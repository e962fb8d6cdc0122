//! Output primitives: a capacity-checked cursor and the flag-byte packer.
//!
//! Every byte of a stream passes through [`OutputCursor`], so a short
//! destination is detected at the first write that would not fit.
//! [`FlagGroup`] reserves a flag byte ahead of each run of up to eight
//! tokens and patches it once the run is complete.

use super::compress::Lz77Error;
use super::types::{encode_match, Token, FLAG_GROUP_SIZE};

// ─────────────────────────────────────────────────────────────────────────────
// OutputCursor
// ─────────────────────────────────────────────────────────────────────────────

/// Append cursor over a caller-owned destination buffer.
///
/// Each primitive write checks the remaining capacity first and writes
/// nothing when it does not fit.
pub struct OutputCursor<'a> {
    dst: &'a mut [u8],
    pos: usize,
}

impl<'a> OutputCursor<'a> {
    pub fn new(dst: &'a mut [u8]) -> Self {
        Self { dst, pos: 0 }
    }

    /// Bytes written so far.
    #[inline]
    pub fn position(&self) -> usize {
        self.pos
    }

    #[inline]
    pub fn remaining(&self) -> usize {
        self.dst.len() - self.pos
    }

    #[inline]
    pub fn put_u8(&mut self, value: u8) -> Result<(), Lz77Error> {
        if self.pos >= self.dst.len() {
            return Err(Lz77Error::OutputExhausted);
        }
        self.dst[self.pos] = value;
        self.pos += 1;
        Ok(())
    }

    /// Append `bytes` in full, or nothing.
    #[inline]
    pub fn put_slice(&mut self, bytes: &[u8]) -> Result<(), Lz77Error> {
        if bytes.len() > self.remaining() {
            return Err(Lz77Error::OutputExhausted);
        }
        self.dst[self.pos..self.pos + bytes.len()].copy_from_slice(bytes);
        self.pos += bytes.len();
        Ok(())
    }

    #[inline]
    pub fn put_u32_le(&mut self, value: u32) -> Result<(), Lz77Error> {
        self.put_slice(&value.to_le_bytes())
    }

    /// Overwrite a byte that was already written.
    ///
    /// `at` must be below [`position`](Self::position).
    #[inline]
    pub fn patch(&mut self, at: usize, value: u8) {
        debug_assert!(at < self.pos, "patch past the write cursor");
        self.dst[at] = value;
    }

    /// Append zero bytes until the position is a multiple of `alignment`.
    pub fn pad_to(&mut self, alignment: usize) -> Result<(), Lz77Error> {
        while self.pos % alignment != 0 {
            self.put_u8(0)?;
        }
        Ok(())
    }
}

// ─────────────────────────────────────────────────────────────────────────────
// FlagGroup
// ─────────────────────────────────────────────────────────────────────────────

/// Placeholder stored in a reserved flag slot until the group is flushed.
const FLAG_PLACEHOLDER: u8 = 0x00;

/// In-progress flag byte for the current group of up to eight tokens.
#[derive(Debug, Default)]
pub struct FlagGroup {
    flags: u8,
    count: u8,
    flag_pos: usize,
}

impl FlagGroup {
    pub fn new() -> Self {
        Self::default()
    }

    /// `true` when no token is waiting for its flag byte.
    #[inline]
    pub fn is_empty(&self) -> bool {
        self.count == 0
    }

    /// Write `token`, reserving a flag byte first if it opens a new group.
    ///
    /// Either the token (and its flag slot, when one is opened) is written in
    /// full or nothing is.  The group is flushed automatically after its
    /// eighth token.
    pub fn push(&mut self, out: &mut OutputCursor<'_>, token: Token) -> Result<(), Lz77Error> {
        let needed = token.encoded_len() + usize::from(self.is_empty());
        if out.remaining() < needed {
            return Err(Lz77Error::OutputExhausted);
        }

        if self.is_empty() {
            self.flag_pos = out.position();
            out.put_u8(FLAG_PLACEHOLDER)?;
        }

        match token {
            Token::Literal(byte) => out.put_u8(byte)?,
            Token::Match { length, distance } => {
                out.put_slice(&encode_match(length, distance))?;
                self.flags |= 0x80 >> self.count;
            }
        }

        self.count += 1;
        if self.count == FLAG_GROUP_SIZE {
            self.flush(out);
        }
        Ok(())
    }

    /// Store the accumulated flag byte into its reserved slot and reset.
    ///
    /// A no-op when no token is pending.
    pub fn flush(&mut self, out: &mut OutputCursor<'_>) {
        if self.is_empty() {
            return;
        }
        out.patch(self.flag_pos, self.flags);
        self.flags = 0;
        self.count = 0;
    }
}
○ ○ ○ ○ ○ ○ ○
Assignment:
Sift through the material above and copy each line that holds "destination".

Task response:
//! destination is detected at the first write that would not fit.
/// Append cursor over a caller-owned destination buffer.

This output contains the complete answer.